Researchers found that those treated with hydroxychloroquine or chloroquine were more likely to die than those being given other treatments, even when factors like age, sex, and underlying conditions were accounted for.

Around 9% of the patients not treated with hydroxychloroquine or chloroquine died, while the numbers were as high as 18%, 24%, and 22% of patients dying when taking various combinations of hydroxychloroquine or chloroquine-based treatments, the study found.

“Regimens of chloroquine or hydroxychloroquine … are not useful and could be harmful in hospitalized patients with COVID-19,” other researchers wrote in comments to The Lancet about the study.

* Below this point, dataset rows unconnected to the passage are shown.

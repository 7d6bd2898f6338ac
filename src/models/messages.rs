//! Protocol payload models
//!
//! Typed views of everything a test host can send over its channel.

use serde::{Deserialize, Serialize};
use std::collections::BTreeMap;
use std::fmt;
use std::time::Duration;
use thiserror::Error;

/// Protocol version this build speaks
pub const PROTOCOL_VERSION: &str = "1.0.0";

/// Host type reported by the process that actually executes tests
pub const TEST_HOST_TYPE: &str = "TestHost";

/// A wire enum carried a value outside its closed set
#[derive(Error, Debug, Clone, PartialEq, Eq)]
#[error("invalid {field} value {value}")]
pub struct InvalidEnumValue {
    pub field: &'static str,
    pub value: u8,
}

/// Handshake property keys
#[derive(Clone, Copy, Debug, PartialEq, Eq, Hash, PartialOrd, Ord)]
#[repr(u8)]
pub enum HandshakeProperty {
    Pid = 0,
    Architecture = 1,
    Framework = 2,
    Os = 3,
    SupportedProtocolVersions = 4,
    HostType = 5,
    ModulePath = 6,
    ExecutionId = 7,
    InstanceId = 8,
}

impl HandshakeProperty {
    pub fn from_key(key: u8) -> Option<Self> {
        match key {
            0 => Some(Self::Pid),
            1 => Some(Self::Architecture),
            2 => Some(Self::Framework),
            3 => Some(Self::Os),
            4 => Some(Self::SupportedProtocolVersions),
            5 => Some(Self::HostType),
            6 => Some(Self::ModulePath),
            7 => Some(Self::ExecutionId),
            8 => Some(Self::InstanceId),
            _ => None,
        }
    }

    pub fn key(self) -> u8 {
        self as u8
    }

    pub fn name(self) -> &'static str {
        match self {
            Self::Pid => "PID",
            Self::Architecture => "Architecture",
            Self::Framework => "Framework",
            Self::Os => "OS",
            Self::SupportedProtocolVersions => "SupportedProtocolVersions",
            Self::HostType => "HostType",
            Self::ModulePath => "ModulePath",
            Self::ExecutionId => "ExecutionId",
            Self::InstanceId => "InstanceId",
        }
    }
}

/// First message on every connection, in both directions
#[derive(Clone, Debug, Default, PartialEq, Eq, Serialize, Deserialize)]
pub struct Handshake {
    pub properties: BTreeMap<u8, String>,
}

impl Handshake {
    pub fn new() -> Self {
        Self::default()
    }

    pub fn with(mut self, property: HandshakeProperty, value: impl Into<String>) -> Self {
        self.properties.insert(property.key(), value.into());
        self
    }

    pub fn get(&self, property: HandshakeProperty) -> Option<&str> {
        self.properties.get(&property.key()).map(String::as_str)
    }

    /// Versions offered by the peer, `;`-separated on the wire
    pub fn supported_versions(&self) -> impl Iterator<Item = &str> {
        self.get(HandshakeProperty::SupportedProtocolVersions)
            .unwrap_or_default()
            .split(';')
            .map(str::trim)
            .filter(|v| !v.is_empty())
    }

    /// Pick the version both sides speak, if any
    pub fn negotiate(&self) -> Option<&'static str> {
        self.supported_versions()
            .any(|v| v == PROTOCOL_VERSION)
            .then_some(PROTOCOL_VERSION)
    }

    pub fn execution_id(&self) -> Option<&str> {
        self.get(HandshakeProperty::ExecutionId)
    }

    /// Hosts that omit the host type are treated as test hosts
    pub fn is_test_host(&self) -> bool {
        self.get(HandshakeProperty::HostType)
            .map(|t| t == TEST_HOST_TYPE)
            .unwrap_or(true)
    }

    /// The handshake this process answers with; `version` is empty when negotiation failed
    pub fn reply(version: &str) -> Self {
        Self::new()
            .with(HandshakeProperty::Pid, std::process::id().to_string())
            .with(HandshakeProperty::Architecture, std::env::consts::ARCH)
            .with(
                HandshakeProperty::Framework,
                concat!("testmux ", env!("CARGO_PKG_VERSION")),
            )
            .with(HandshakeProperty::Os, std::env::consts::OS)
            .with(HandshakeProperty::SupportedProtocolVersions, version)
    }
}

impl fmt::Display for Handshake {
    fn fmt(&self, f: &mut fmt::Formatter<'_>) -> fmt::Result {
        let mut first = true;
        for (key, value) in &self.properties {
            if !first {
                write!(f, ", ")?;
            }
            first = false;
            match HandshakeProperty::from_key(*key) {
                Some(p) => write!(f, "{}={value}", p.name())?,
                None => write!(f, "{key}={value}")?,
            }
        }
        Ok(())
    }
}

/// One option a host understands, reported in help mode
#[derive(Clone, Debug, PartialEq, Eq, Serialize, Deserialize)]
pub struct CommandLineOption {
    pub name: String,
    pub description: String,
    pub is_hidden: bool,
    pub is_built_in: bool,
}

#[derive(Clone, Debug, Default, PartialEq, Eq, Serialize, Deserialize)]
pub struct CommandLineOptionMessages {
    pub module_path: Option<String>,
    pub options: Vec<CommandLineOption>,
}

#[derive(Clone, Debug, PartialEq, Eq, Serialize, Deserialize)]
pub struct DiscoveredTest {
    pub uid: String,
    pub display_name: String,
}

#[derive(Clone, Debug, Default, PartialEq, Eq, Serialize, Deserialize)]
pub struct DiscoveredTestMessages {
    pub execution_id: Option<String>,
    pub tests: Vec<DiscoveredTest>,
}

/// Outcome of a single test, closed set
#[derive(Clone, Copy, Debug, PartialEq, Eq, Hash, Serialize, Deserialize)]
#[serde(rename_all = "lowercase")]
pub enum TestState {
    Passed,
    Skipped,
    Failed,
    Error,
    Timeout,
    Cancelled,
}

impl TestState {
    pub fn wire_value(self) -> u8 {
        match self {
            TestState::Passed => 2,
            TestState::Skipped => 3,
            TestState::Failed => 4,
            TestState::Error => 5,
            TestState::Timeout => 6,
            TestState::Cancelled => 7,
        }
    }

    pub fn symbol(&self) -> &'static str {
        match self {
            TestState::Passed => "✓",
            TestState::Skipped => "○",
            TestState::Failed => "✗",
            TestState::Error => "!",
            TestState::Timeout => "⧗",
            TestState::Cancelled => "-",
        }
    }

    pub fn is_success(&self) -> bool {
        matches!(self, TestState::Passed | TestState::Skipped)
    }
}

impl TryFrom<u8> for TestState {
    type Error = InvalidEnumValue;

    fn try_from(value: u8) -> Result<Self, InvalidEnumValue> {
        match value {
            2 => Ok(TestState::Passed),
            3 => Ok(TestState::Skipped),
            4 => Ok(TestState::Failed),
            5 => Ok(TestState::Error),
            6 => Ok(TestState::Timeout),
            7 => Ok(TestState::Cancelled),
            value => Err(InvalidEnumValue {
                field: "test state",
                value,
            }),
        }
    }
}

impl fmt::Display for TestState {
    fn fmt(&self, f: &mut fmt::Formatter<'_>) -> fmt::Result {
        match self {
            TestState::Passed => write!(f, "PASS"),
            TestState::Skipped => write!(f, "SKIP"),
            TestState::Failed => write!(f, "FAIL"),
            TestState::Error => write!(f, "ERROR"),
            TestState::Timeout => write!(f, "TIMEOUT"),
            TestState::Cancelled => write!(f, "CANCELLED"),
        }
    }
}

/// Fields shared by successful and failed results
#[derive(Clone, Debug, PartialEq, Eq, Serialize, Deserialize)]
pub struct TestResultDetails {
    pub uid: String,
    pub display_name: String,
    pub state: TestState,
    /// 100ns ticks
    pub duration_ticks: i64,
    pub reason: Option<String>,
    pub stdout: Option<String>,
    pub stderr: Option<String>,
    pub session_uid: Option<String>,
}

impl TestResultDetails {
    pub fn new(uid: impl Into<String>, display_name: impl Into<String>, state: TestState) -> Self {
        Self {
            uid: uid.into(),
            display_name: display_name.into(),
            state,
            duration_ticks: 0,
            reason: None,
            stdout: None,
            stderr: None,
            session_uid: None,
        }
    }

    pub fn with_duration_ticks(mut self, ticks: i64) -> Self {
        self.duration_ticks = ticks;
        self
    }

    pub fn duration(&self) -> Duration {
        Duration::from_nanos(self.duration_ticks.max(0) as u64 * 100)
    }
}

#[derive(Clone, Debug, PartialEq, Eq, Serialize, Deserialize)]
#[serde(tag = "kind", rename_all = "lowercase")]
pub enum TestResult {
    Successful(TestResultDetails),
    Failed {
        #[serde(flatten)]
        details: TestResultDetails,
        error_message: Option<String>,
        error_stack_trace: Option<String>,
    },
}

impl TestResult {
    pub fn details(&self) -> &TestResultDetails {
        match self {
            TestResult::Successful(details) => details,
            TestResult::Failed { details, .. } => details,
        }
    }

    pub fn state(&self) -> TestState {
        self.details().state
    }

    pub fn error_message(&self) -> Option<&str> {
        match self {
            TestResult::Successful(_) => None,
            TestResult::Failed { error_message, .. } => error_message.as_deref(),
        }
    }
}

impl fmt::Display for TestResult {
    fn fmt(&self, f: &mut fmt::Formatter<'_>) -> fmt::Result {
        let details = self.details();
        write!(
            f,
            "{} {} [{}ms]",
            details.state.symbol(),
            details.display_name,
            details.duration().as_millis()
        )?;
        if let Some(msg) = self.error_message() {
            write!(f, " - {msg}")?;
        }
        Ok(())
    }
}

#[derive(Clone, Debug, Default, PartialEq, Eq, Serialize, Deserialize)]
pub struct TestResultMessages {
    pub execution_id: Option<String>,
    pub results: Vec<TestResult>,
}

impl TestResultMessages {
    pub fn successful(&self) -> impl Iterator<Item = &TestResultDetails> {
        self.results.iter().filter_map(|r| match r {
            TestResult::Successful(details) => Some(details),
            TestResult::Failed { .. } => None,
        })
    }

    pub fn failed(&self) -> impl Iterator<Item = &TestResult> {
        self.results
            .iter()
            .filter(|r| matches!(r, TestResult::Failed { .. }))
    }
}

/// A file the host produced (logs, dumps, traces)
#[derive(Clone, Debug, PartialEq, Eq, Serialize, Deserialize)]
pub struct FileArtifact {
    pub full_path: String,
    pub display_name: Option<String>,
    pub description: Option<String>,
    pub test_uid: Option<String>,
    pub test_display_name: Option<String>,
    pub session_uid: Option<String>,
}

impl FileArtifact {
    pub fn new(full_path: impl Into<String>) -> Self {
        Self {
            full_path: full_path.into(),
            display_name: None,
            description: None,
            test_uid: None,
            test_display_name: None,
            session_uid: None,
        }
    }
}

#[derive(Clone, Debug, Default, PartialEq, Eq, Serialize, Deserialize)]
pub struct FileArtifactMessages {
    pub execution_id: Option<String>,
    pub artifacts: Vec<FileArtifact>,
}

#[derive(Clone, Copy, Debug, PartialEq, Eq, Serialize, Deserialize)]
#[serde(rename_all = "lowercase")]
pub enum SessionType {
    Start,
    End,
}

impl SessionType {
    pub fn wire_value(self) -> u8 {
        match self {
            SessionType::Start => 0,
            SessionType::End => 1,
        }
    }
}

impl TryFrom<u8> for SessionType {
    type Error = InvalidEnumValue;

    fn try_from(value: u8) -> Result<Self, InvalidEnumValue> {
        match value {
            0 => Ok(SessionType::Start),
            1 => Ok(SessionType::End),
            value => Err(InvalidEnumValue {
                field: "session type",
                value,
            }),
        }
    }
}

/// Brackets one test session inside a host process
#[derive(Clone, Debug, PartialEq, Eq, Serialize, Deserialize)]
pub struct SessionEvent {
    pub session_type: SessionType,
    pub session_uid: Option<String>,
    pub execution_id: Option<String>,
}

/// Error reported by the host itself
#[derive(Clone, Debug, PartialEq, Eq, Serialize, Deserialize)]
pub struct HostErrorMessage {
    pub message: String,
}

Hydroxychloroquine and chloroquine treatments seem to leave patients more at risk for a type of heart irregularity called de-novo ventricular arrhythmia, which can cause fatal heart problems. This could be the cause of the higher numbers of deaths, although the researchers say that they would need to perform more work before they could be sure exactly how and why the drugs are leading to deaths.

The new paper, authored by researchers from Harvard Medical School, University Hospital Zurich, and the University of Utah, stated that “hydroxychloroquine or chloroquine … are being widely used for treatment of COVID-19, despite no conclusive evidence of their benefit” and warned that the safety of these treatments had been poorly studied.

The new study looked at data from 671 hospitals around the world, comparing the outcomes of 96,000 coronavirus patients who were treated with hydroxychloroquine, chloroquine, or another treatment.

Experts are skeptical that the drugs will be a miracle cure for the virus, and the FDA has explicitly warned the public not to take the drugs without medical supervision due to their potential dangers. But Trump has touted the drug as a breakthrough and recently claimed he had been taking the medicine as a preventative measure despite not being diagnosed with the coronavirus.

There is no scientific evidence that hydroxychloroquine can prevent the disease.

The Lancet study was an observational study, not a double-blind randomized control trial — the gold standard of drug trials. While the study shows that the use of the drugs and higher death rates are correlated, it can’t prove that the higher death rates are directly caused by the drugs.

However, since the study looked at such a large number of patients, the results back up concerns about the potential dangers of the drug.

Georgina Torbet
Georgina has been the space writer at Digital Trends space writer for six years, covering human space exploration, planetary…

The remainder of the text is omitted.